Q3) it doesn't have a big impact on the sharpness or contrast of the photo.

btw even a 6 and 10 stop combo isn't an overkill if you want to achieve long exposures(1-2 min) during the day.
this is handy for blurring slow cloud movement or a lot of traffic.


----------



## Marsu42 (Jan 24, 2013)

neuroanatomist said:


> Hope that helps...



Thanks _all_, that was exactly the information I was looking for  - esp. the fact that I don't need a fancy mrc version (I'll reserve that for the polarizer) will save a lot of money. 

As for the filter system, I can see the hassle with the screw-on version, so I'll have to calculate the cost of Lee/Cokin with polarizer & nd if getting the adapters and holders from eBay/China - but that's probably beyond the scope of this thread.



bluesphoto said:


> if you stack a pola and an nd make sure that the nd is closest to your lens



Ok, good to know it's a working combination!



mvinson1022 said:


> I use the Singh Ray vari-nd filter. [...] The only downside is vignetting if used on very wide lenses.



I've already read about the drawbacks of vari-nd esp. for wider lenses, so it'll be a fixed density nd filter for me.

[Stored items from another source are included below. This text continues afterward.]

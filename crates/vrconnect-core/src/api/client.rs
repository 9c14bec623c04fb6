//! API client for communicating with the VRChat REST API.
//!
//! This module provides the `ApiClient` struct, the reqwest-backed
//! `PlatformApi` used in production.

use std::time::Duration;

use anyhow::Result;
use async_trait::async_trait;
use base64::Engine;
use percent_encoding::{utf8_percent_encode, AsciiSet, NON_ALPHANUMERIC};
use reqwest::{header, Client, StatusCode};
use serde_json::{json, Value};
use tracing::debug;

use crate::auth::Credentials;
use crate::models::{CurrentUser, LoginOutcome, TwoFactorMethod, WorldQuery};

use super::{ApiError, PlatformApi};

// ============================================================================
// Constants
// ============================================================================

/// Base URL for the platform API
pub const DEFAULT_API_BASE_URL: &str = "https://api.vrchat.cloud/api/1";

/// The platform rejects requests without an identifying User-Agent.
pub const DEFAULT_USER_AGENT: &str = "VRConnect/1.0.0";

/// HTTP request timeout in seconds.
pub const REQUEST_TIMEOUT_SECS: u64 = 10;

/// Everything but alphanumerics and `-_.!~*'()` is percent-encoded; the
/// platform expects Basic credentials encoded this way before base64.
const URI_COMPONENT: &AsciiSet = &NON_ALPHANUMERIC
    .remove(b'-')
    .remove(b'_')
    .remove(b'.')
    .remove(b'!')
    .remove(b'~')
    .remove(b'*')
    .remove(b'\'')
    .remove(b'(')
    .remove(b')');

/// Path segments (world ids) are encoded with the same set.
const PATH_SEGMENT: &AsciiSet = URI_COMPONENT;

/// API client for the platform.
/// Clone is cheap - reqwest::Client uses Arc internally, so clones also
/// share the cookie jar that holds the bot session.
#[derive(Clone)]
pub struct ApiClient {
    client: Client,
    base_url: String,
}

impl ApiClient {
    /// Create a new API client with its own cookie store
    pub fn new(base_url: impl Into<String>, user_agent: &str, timeout: Duration) -> Result<Self> {
        let client = Client::builder()
            .timeout(timeout)
            .cookie_store(true)
            .user_agent(user_agent)
            .build()?;

        Ok(Self {
            client,
            base_url: base_url.into().trim_end_matches('/').to_string(),
        })
    }

    /// Client against the public API with default settings
    pub fn with_defaults() -> Result<Self> {
        Self::new(
            DEFAULT_API_BASE_URL,
            DEFAULT_USER_AGENT,
            Duration::from_secs(REQUEST_TIMEOUT_SECS),
        )
    }

    fn url(&self, path: &str) -> String {
        format!("{}{}", self.base_url, path)
    }

    fn basic_auth_header(username: &str, password: &str) -> String {
        let raw = format!(
            "{}:{}",
            utf8_percent_encode(username, URI_COMPONENT),
            utf8_percent_encode(password, URI_COMPONENT)
        );
        format!(
            "Basic {}",
            base64::engine::general_purpose::STANDARD.encode(raw)
        )
    }

    /// Check if response is successful, returning an error with body if not.
    async fn check_response(response: reqwest::Response) -> Result<reqwest::Response, ApiError> {
        if response.status().is_success() {
            Ok(response)
        } else {
            let status = response.status();
            let body = response.text().await.unwrap_or_default();
            Err(ApiError::from_status(status, &body))
        }
    }

    async fn read_json(response: reqwest::Response) -> Result<Value, ApiError> {
        response
            .json()
            .await
            .map_err(|e| ApiError::InvalidResponse(format!("Failed to parse JSON: {}", e)))
    }

    async fn get_json(&self, url: &str, query: &[(&'static str, String)]) -> Result<Value, ApiError> {
        debug!(url = url, params = query.len(), "GET");
        let response = self.client.get(url).query(query).send().await?;
        let response = Self::check_response(response).await?;
        Self::read_json(response).await
    }
}

#[async_trait]
impl PlatformApi for ApiClient {
    async fn current_user(&self) -> Result<CurrentUser, ApiError> {
        let body = self.get_json(&self.url("/auth/user"), &[]).await?;
        match LoginOutcome::from_body(body).map_err(ApiError::InvalidResponse)? {
            LoginOutcome::Authenticated(user) => Ok(user),
            LoginOutcome::TwoFactorRequired(_) => Err(ApiError::Unauthorized),
        }
    }

    async fn login(&self, credentials: &Credentials) -> Result<LoginOutcome, ApiError> {
        let url = self.url("/auth/user");
        debug!(url = %url, username = %credentials.username, "Sending login request");

        let response = self
            .client
            .get(&url)
            .header(
                header::AUTHORIZATION,
                Self::basic_auth_header(&credentials.username, credentials.password()),
            )
            .send()
            .await?;

        let response = Self::check_response(response).await?;
        let body = Self::read_json(response).await?;
        LoginOutcome::from_body(body).map_err(ApiError::InvalidResponse)
    }

    async fn verify_two_factor(
        &self,
        method: TwoFactorMethod,
        code: &str,
    ) -> Result<bool, ApiError> {
        let url = self.url(&format!("/auth/twofactorauth/{}/verify", method.endpoint()));
        debug!(url = %url, method = %method, "Submitting two-factor code");

        let response = self
            .client
            .post(&url)
            .json(&json!({ "code": code }))
            .send()
            .await?;

        // A wrong code comes back as 400 rather than `verified: false`.
        if response.status() == StatusCode::BAD_REQUEST {
            return Ok(false);
        }

        let response = Self::check_response(response).await?;
        let body = Self::read_json(response).await?;
        Ok(body.get("verified").and_then(Value::as_bool).unwrap_or(false))
    }

    async fn search_worlds(&self, query: &WorldQuery) -> Result<Value, ApiError> {
        self.get_json(&self.url("/worlds"), &query.to_query_pairs())
            .await
    }

    async fn get_world(&self, world_id: &str) -> Result<Value, ApiError> {
        let url = self.url(&format!(
            "/worlds/{}",
            utf8_percent_encode(world_id, PATH_SEGMENT)
        ));
        self.get_json(&url, &[]).await
    }

    async fn friends(&self) -> Result<Value, ApiError> {
        self.get_json(&self.url("/auth/user/friends"), &[]).await
    }

    async fn logout(&self) -> Result<(), ApiError> {
        let response = self.client.put(self.url("/logout")).send().await?;
        Self::check_response(response).await?;
        Ok(())
    }
}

And I'll want to use it on the 17-40L on ff sooner or later - and even for "normal" sized filters I've read vignetting can occur, that's why b+w sells the slim version. But since I'll have to use a step-up adapter 77->82 for the 17-40L I might get vignetting anyway, even with a slim version?


----------



## neuroanatomist (Jan 24, 2013)

Marsu42 said:


> As for the filter system, I can see the hassle with the screw-on version, so I'll have to calculate the cost of Lee/Cokin with polarizer & nd if getting the adapters and holders from eBay/China - but that's probably beyond the scope of this thread.



I've considered the Lee system, am still considering it, in fact. But the main reason for that is to use graduated ND filters, where a screw-in filter is not optimal (no flexibility on where the gradation falls). I like the screw-in solid NDs for portability - easy to throw into a side pocket of a bag.



Marsu42 said:


> And I'll want to use it on the 17-40L on ff sooner or later - and even for "normal" sized filters I've read vignetting can occur, that's why b+w sells the slim version. But since I'll have to use a step-up adapter 77->82 for the 17-40L I might get vignetting anyway, even with a slim version?



Not sure about the 17-40 and vignetting. If you use a step-up to 82mm, vignetting is less likely. But it's really lens-dependent. For example, the 16-35 II on FF is very susceptible to increased vignetting with filters, but the 10-22mm on APS-C (equivalent focal length to image circle comparison) can take a couple of stacked filters with no hit on vignetting.


----------



## Razor2012 (Jan 24, 2013)

I picked up the Lee System with the Big Stopper but haven't had a chance to use it yet. I also have to get a 82mm WA adapter. It wasn't available at the time I ordered the 77mm.


----------



## charlesa (Jan 24, 2013)

Brilliant, a thread with a particular issue I am having... I need a square filter ND, 6 stops, to stack together with the Big Stopper to get 16 stops... Neuro any idea? Lee make 3 stop NDs, but I guess stacking a 10 stop Big Stopper and two 3 stop NDs would be overkill in terms of vignetting. Hitech, Cokin or BW make a 6 stop 100 mm square filter anyone knows?


----------



## neuroanatomist (Jan 24, 2013)

charlesa said:


> Brilliant, a thread with a particular issue I am having... I need a square filter ND, 6 stops, to stack together with the Big Stopper to get 16 stops... Neuro any idea? Lee make 3 stop NDs, but I guess stacking a 10 stop Big Stopper and two 3 stop NDs would be overkill in terms of vignetting. Hitech, Cokin or BW make a 6 stop 100 mm square filter anyone knows?



Answered in your other thread, two options there...


----------



## NormanBates (Jan 25, 2013)

I've got some tests with several ND filters (LCW Fader ND, Tiffen screw-ins, cheap resin filters) over here:
http://www.similaar.com/foto/lenstests/lenstestsn.html

My conclusions:
* sharpness is not an issue, even on a D800, as long as you use decent filters (no fader, no cheap resin)
* color cast is an issue, but it's relatively easy to fix (at least with my filters)
* stacking filters is not as bad as people think


----------



## charlesa (Jan 25, 2013)

NormanBates said:


> I've got some tests with several ND filters (LCW Fader ND, Tiffen screw-ins, cheap resin filters) over here:
> http://www.similaar.com/foto/lenstests/lenstestsn.html
> 
> My conclusions:
> ...



Would you classify Lee and Hitech as having "cheap" resin filters?


----------



## NormanBates (Jan 25, 2013)

No, the ones I tested were $5 fotodiox ones, that's why I said cheap resin filters. I have not used hi-tech or lee.


----------